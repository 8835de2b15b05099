//! The job record shared by every component.
//!
//! A [`Job`] is one attempt at processing one resource with one job type. Attempts that continue
//! a failed run are new rows linked through [`Job::resumed_from`], so the rows for a
//! `(resource_id, job_type)` pair form an audit trail of every attempt.
use std::{fmt::Display, time::Duration};

use chrono::{DateTime, Utc};
use serde::{Deserialize, Serialize};

#[derive(Debug, Eq, PartialEq, Clone, Copy, Hash, PartialOrd, Ord, Serialize, Deserialize)]
#[serde(transparent)]
pub struct JobId(i32);

impl From<i32> for JobId {
    fn from(value: i32) -> Self {
        Self(value)
    }
}

impl From<JobId> for i32 {
    fn from(value: JobId) -> Self {
        value.0
    }
}

impl Display for JobId {
    fn fmt(&self, f: &mut std::fmt::Formatter<'_>) -> std::fmt::Result {
        write!(f, "JobId({})", self.0)
    }
}

/// Where a job is in its lifecycle.
///
/// Jobs only move forward: `Pending -> Running -> {Completed | Failed}`, with `Pending -> Failed`
/// reserved for reclaiming a job whose runner never started.
#[derive(Debug, Clone, Copy, Eq, PartialEq, Hash, Serialize, Deserialize)]
#[serde(rename_all = "lowercase")]
pub enum JobStatus {
    Pending,
    Running,
    Completed,
    Failed,
}

impl JobStatus {
    pub fn is_terminal(self) -> bool {
        matches!(self, Self::Completed | Self::Failed)
    }

    pub fn is_active(self) -> bool {
        !self.is_terminal()
    }

    pub fn as_str(self) -> &'static str {
        match self {
            Self::Pending => "pending",
            Self::Running => "running",
            Self::Completed => "completed",
            Self::Failed => "failed",
        }
    }
}

impl Display for JobStatus {
    fn fmt(&self, f: &mut std::fmt::Formatter<'_>) -> std::fmt::Result {
        f.write_str(self.as_str())
    }
}

/// The structured reason a job failed.
#[derive(Debug, Clone, PartialEq, Eq, Hash, Serialize, Deserialize)]
#[serde(rename_all = "snake_case")]
pub enum ErrorKind {
    /// The job stopped showing signs of life and was failed by the next acquire.
    ReclaimedStale,
    /// A unit kept failing with a retryable error after its retries ran out.
    UnitTransient,
    /// A unit failed with an error that retrying cannot fix.
    UnitFatal,
    CancelledByUser,
    /// The runner was shut down before the job finished.
    Interrupted,
    Panic,
    Internal,
    #[serde(untagged)]
    Other(String),
}

impl ErrorKind {
    pub fn as_str(&self) -> &str {
        match self {
            Self::ReclaimedStale => "reclaimed_stale",
            Self::UnitTransient => "unit_transient",
            Self::UnitFatal => "unit_fatal",
            Self::CancelledByUser => "cancelled_by_user",
            Self::Interrupted => "interrupted",
            Self::Panic => "panic",
            Self::Internal => "internal",
            Self::Other(other) => other,
        }
    }
}

impl From<&str> for ErrorKind {
    fn from(value: &str) -> Self {
        match value {
            "reclaimed_stale" => Self::ReclaimedStale,
            "unit_transient" => Self::UnitTransient,
            "unit_fatal" => Self::UnitFatal,
            "cancelled_by_user" => Self::CancelledByUser,
            "interrupted" => Self::Interrupted,
            "panic" => Self::Panic,
            "internal" => Self::Internal,
            other => Self::Other(other.to_owned()),
        }
    }
}

impl Display for ErrorKind {
    fn fmt(&self, f: &mut std::fmt::Formatter<'_>) -> std::fmt::Result {
        f.write_str(self.as_str())
    }
}

#[derive(Debug, Clone, PartialEq, Eq, Serialize, Deserialize)]
pub struct JobError {
    pub kind: ErrorKind,
    pub message: String,
}

impl JobError {
    pub fn new(kind: ErrorKind, message: impl Into<String>) -> Self {
        Self {
            kind,
            message: message.into(),
        }
    }
}

impl Display for JobError {
    fn fmt(&self, f: &mut std::fmt::Formatter<'_>) -> std::fmt::Result {
        write!(f, "{}: {}", self.kind, self.message)
    }
}

/// The terminal result handed to [`crate::lock::JobLockService::release`].
#[derive(Debug, Clone, PartialEq, Eq)]
pub enum Outcome {
    Completed,
    Failed(JobError),
}

impl Outcome {
    pub fn status(&self) -> JobStatus {
        match self {
            Self::Completed => JobStatus::Completed,
            Self::Failed(_) => JobStatus::Failed,
        }
    }
}

#[derive(Debug, Clone, PartialEq, Serialize, Deserialize)]
pub struct Job {
    pub id: JobId,
    pub resource_id: String,
    pub job_type: String,
    pub status: JobStatus,
    /// Position in the lineage of attempts, starting at 1.
    pub attempt: u32,
    pub resumed_from: Option<JobId>,
    pub created_at: DateTime<Utc>,
    pub started_at: Option<DateTime<Utc>>,
    pub finished_at: Option<DateTime<Utc>>,
    pub heartbeat_at: Option<DateTime<Utc>>,
    pub total_items: Option<u64>,
    pub completed_items: u64,
    /// Highest item such that every item from 1 up to it is durably complete. Items are 1-based,
    /// so 0 means nothing has been completed yet.
    pub last_completed_item: u64,
    pub cancel_requested: bool,
    pub error: Option<JobError>,
}

impl Job {
    pub fn is_terminal(&self) -> bool {
        self.status.is_terminal()
    }

    pub fn is_active(&self) -> bool {
        self.status.is_active()
    }

    /// The cursor a resumed attempt starts from, or `None` for a fresh attempt.
    pub fn resume_from(&self) -> Option<u64> {
        self.resumed_from.map(|_| self.last_completed_item)
    }
}

#[cfg(test)]
impl Job {
    pub(crate) fn raw_job(status: JobStatus, created_at: DateTime<Utc>) -> Self {
        let started_at = (status != JobStatus::Pending).then_some(created_at);
        Self {
            id: 1.into(),
            resource_id: "resource".to_owned(),
            job_type: "job_type".to_owned(),
            status,
            attempt: 1,
            resumed_from: None,
            created_at,
            started_at,
            finished_at: status.is_terminal().then_some(created_at),
            heartbeat_at: started_at,
            total_items: None,
            completed_items: 0,
            last_completed_item: 0,
            cancel_requested: false,
            error: None,
        }
    }
}

/// A job about to be inserted by [`crate::store::JobStore::acquire_slot`].
#[derive(Debug, Clone, PartialEq, Eq)]
pub struct NewJob {
    pub resource_id: String,
    pub job_type: String,
    pub attempt: u32,
    pub resumed_from: Option<JobId>,
    pub total_items: Option<u64>,
    /// Items `1..=last_completed_item` are already done, so this also seeds `completed_items`.
    pub last_completed_item: u64,
}

impl NewJob {
    pub fn fresh(resource_id: impl Into<String>, job_type: impl Into<String>) -> Self {
        Self {
            resource_id: resource_id.into(),
            job_type: job_type.into(),
            attempt: 1,
            resumed_from: None,
            total_items: None,
            last_completed_item: 0,
        }
    }
}

/// The externally visible state of a job, as returned by a status poll.
///
/// This always reflects the last durable flush, never progress still held in memory.
#[derive(Debug, Clone, PartialEq, Serialize, Deserialize)]
pub struct StatusReport {
    pub job_id: JobId,
    pub status: JobStatus,
    pub attempt: u32,
    pub completed_items: u64,
    pub total_items: Option<u64>,
    pub last_completed_item: u64,
    pub heartbeat_age: Option<Duration>,
    pub cancel_requested: bool,
    pub error: Option<JobError>,
}

impl StatusReport {
    pub fn new(job: Job, now: DateTime<Utc>) -> Self {
        let heartbeat_age = job
            .heartbeat_at
            .map(|heartbeat_at| (now - heartbeat_at).to_std().unwrap_or(Duration::ZERO));
        Self {
            job_id: job.id,
            status: job.status,
            attempt: job.attempt,
            completed_items: job.completed_items,
            total_items: job.total_items,
            last_completed_item: job.last_completed_item,
            heartbeat_age,
            cancel_requested: job.cancel_requested,
            error: job.error,
        }
    }
}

_WORK TASK_
Transcribe the data above in full, exactly.

_TASK RESPONSE_
repository 8835de2b15b05099
//! The job record shared by every component.
//!
//! A [`Job`] is one attempt at processing one resource with one job type. Attempts that continue
//! a failed run are new rows linked through [`Job::resumed_from`], so the rows for a
//! `(resource_id, job_type)` pair form an audit trail of every attempt.
use std::{fmt::Display, time::Duration};

use chrono::{DateTime, Utc};
use serde::{Deserialize, Serialize};

#[derive(Debug, Eq, PartialEq, Clone, Copy, Hash, PartialOrd, Ord, Serialize, Deserialize)]
#[serde(transparent)]
pub struct JobId(i32);

impl From<i32> for JobId {
    fn from(value: i32) -> Self {
        Self(value)
    }
}

impl From<JobId> for i32 {
    fn from(value: JobId) -> Self {
        value.0
    }
}

impl Display for JobId {
    fn fmt(&self, f: &mut std::fmt::Formatter<'_>) -> std::fmt::Result {
        write!(f, "JobId({})", self.0)
    }
}

/// Where a job is in its lifecycle.
///
/// Jobs only move forward: `Pending -> Running -> {Completed | Failed}`, with `Pending -> Failed`
/// reserved for reclaiming a job whose runner never started.
#[derive(Debug, Clone, Copy, Eq, PartialEq, Hash, Serialize, Deserialize)]
#[serde(rename_all = "lowercase")]
pub enum JobStatus {
    Pending,
    Running,
    Completed,
    Failed,
}

impl JobStatus {
    pub fn is_terminal(self) -> bool {
        matches!(self, Self::Completed | Self::Failed)
    }

    pub fn is_active(self) -> bool {
        !self.is_terminal()
    }

    pub fn as_str(self) -> &'static str {
        match self {
            Self::Pending => "pending",
            Self::Running => "running",
            Self::Completed => "completed",
            Self::Failed => "failed",
        }
    }
}

impl Display for JobStatus {
    fn fmt(&self, f: &mut std::fmt::Formatter<'_>) -> std::fmt::Result {
        f.write_str(self.as_str())
    }
}

/// The structured reason a job failed.
#[derive(Debug, Clone, PartialEq, Eq, Hash, Serialize, Deserialize)]
#[serde(rename_all = "snake_case")]
pub enum ErrorKind {
    /// The job stopped showing signs of life and was failed by the next acquire.
    ReclaimedStale,
    /// A unit kept failing with a retryable error after its retries ran out.
    UnitTransient,
    /// A unit failed with an error that retrying cannot fix.
    UnitFatal,
    CancelledByUser,
    /// The runner was shut down before the job finished.
    Interrupted,
    Panic,
    Internal,
    #[serde(untagged)]
    Other(String),
}

impl ErrorKind {
    pub fn as_str(&self) -> &str {
        match self {
            Self::ReclaimedStale => "reclaimed_stale",
            Self::UnitTransient => "unit_transient",
            Self::UnitFatal => "unit_fatal",
            Self::CancelledByUser => "cancelled_by_user",
            Self::Interrupted => "interrupted",
            Self::Panic => "panic",
            Self::Internal => "internal",
            Self::Other(other) => other,
        }
    }
}

impl From<&str> for ErrorKind {
    fn from(value: &str) -> Self {
        match value {
            "reclaimed_stale" => Self::ReclaimedStale,
            "unit_transient" => Self::UnitTransient,
            "unit_fatal" => Self::UnitFatal,
            "cancelled_by_user" => Self::CancelledByUser,
            "interrupted" => Self::Interrupted,
            "panic" => Self::Panic,
            "internal" => Self::Internal,
            other => Self::Other(other.to_owned()),
        }
    }
}

impl Display for ErrorKind {
    fn fmt(&self, f: &mut std::fmt::Formatter<'_>) -> std::fmt::Result {
        f.write_str(self.as_str())
    }
}

#[derive(Debug, Clone, PartialEq, Eq, Serialize, Deserialize)]
pub struct JobError {
    pub kind: ErrorKind,
    pub message: String,
}

impl JobError {
    pub fn new(kind: ErrorKind, message: impl Into<String>) -> Self {
        Self {
            kind,
            message: message.into(),
        }
    }
}

impl Display for JobError {
    fn fmt(&self, f: &mut std::fmt::Formatter<'_>) -> std::fmt::Result {
        write!(f, "{}: {}", self.kind, self.message)
    }
}

/// The terminal result handed to [`crate::lock::JobLockService::release`].
#[derive(Debug, Clone, PartialEq, Eq)]
pub enum Outcome {
    Completed,
    Failed(JobError),
}

impl Outcome {
    pub fn status(&self) -> JobStatus {
        match self {
            Self::Completed => JobStatus::Completed,
            Self::Failed(_) => JobStatus::Failed,
        }
    }
}

#[derive(Debug, Clone, PartialEq, Serialize, Deserialize)]
pub struct Job {
    pub id: JobId,
    pub resource_id: String,
    pub job_type: String,
    pub status: JobStatus,
    /// Position in the lineage of attempts, starting at 1.
    pub attempt: u32,
    pub resumed_from: Option<JobId>,
    pub created_at: DateTime<Utc>,
    pub started_at: Option<DateTime<Utc>>,
    pub finished_at: Option<DateTime<Utc>>,
    pub heartbeat_at: Option<DateTime<Utc>>,
    pub total_items: Option<u64>,
    pub completed_items: u64,
    /// Highest item such that every item from 1 up to it is durably complete. Items are 1-based,
    /// so 0 means nothing has been completed yet.
    pub last_completed_item: u64,
    pub cancel_requested: bool,
    pub error: Option<JobError>,
}

impl Job {
    pub fn is_terminal(&self) -> bool {
        self.status.is_terminal()
    }

    pub fn is_active(&self) -> bool {
        self.status.is_active()
    }

    /// The cursor a resumed attempt starts from, or `None` for a fresh attempt.
    pub fn resume_from(&self) -> Option<u64> {
        self.resumed_from.map(|_| self.last_completed_item)
    }
}

#[cfg(test)]
impl Job {
    pub(crate) fn raw_job(status: JobStatus, created_at: DateTime<Utc>) -> Self {
        let started_at = (status != JobStatus::Pending).then_some(created_at);
        Self {
            id: 1.into(),
            resource_id: "resource".to_owned(),
            job_type: "job_type".to_owned(),
            status,
            attempt: 1,
            resumed_from: None,
            created_at,
            started_at,
            finished_at: status.is_terminal().then_some(created_at),
            heartbeat_at: started_at,
            total_items: None,
            completed_items: 0,
            last_completed_item: 0,
            cancel_requested: false,
            error: None,
        }
    }
}

/// A job about to be inserted by [`crate::store::JobStore::acquire_slot`].
#[derive(Debug, Clone, PartialEq, Eq)]
pub struct NewJob {
    pub resource_id: String,
    pub job_type: String,
    pub attempt: u32,
    pub resumed_from: Option<JobId>,
    pub total_items: Option<u64>,
    /// Items `1..=last_completed_item` are already done, so this also seeds `completed_items`.
    pub last_completed_item: u64,
}

impl NewJob {
    pub fn fresh(resource_id: impl Into<String>, job_type: impl Into<String>) -> Self {
        Self {
            resource_id: resource_id.into(),
            job_type: job_type.into(),
            attempt: 1,
            resumed_from: None,
            total_items: None,
            last_completed_item: 0,
        }
    }
}

/// The externally visible state of a job, as returned by a status poll.
///
/// This always reflects the last durable flush, never progress still held in memory.
#[derive(Debug, Clone, PartialEq, Serialize, Deserialize)]
pub struct StatusReport {
    pub job_id: JobId,
    pub status: JobStatus,
    pub attempt: u32,
    pub completed_items: u64,
    pub total_items: Option<u64>,
    pub last_completed_item: u64,
    pub heartbeat_age: Option<Duration>,
    pub cancel_requested: bool,
    pub error: Option<JobError>,
}

impl StatusReport {
    pub fn new(job: Job, now: DateTime<Utc>) -> Self {
        let heartbeat_age = job
            .heartbeat_at
            .map(|heartbeat_at| (now - heartbeat_at).to_std().unwrap_or(Duration::ZERO));
        Self {
            job_id: job.id,
            status: job.status,
            attempt: job.attempt,
            completed_items: job.completed_items,
            total_items: job.total_items,
            last_completed_item: job.last_completed_item,
            heartbeat_age,
            cancel_requested: job.cancel_requested,
            error: job.error,
        }
    }
}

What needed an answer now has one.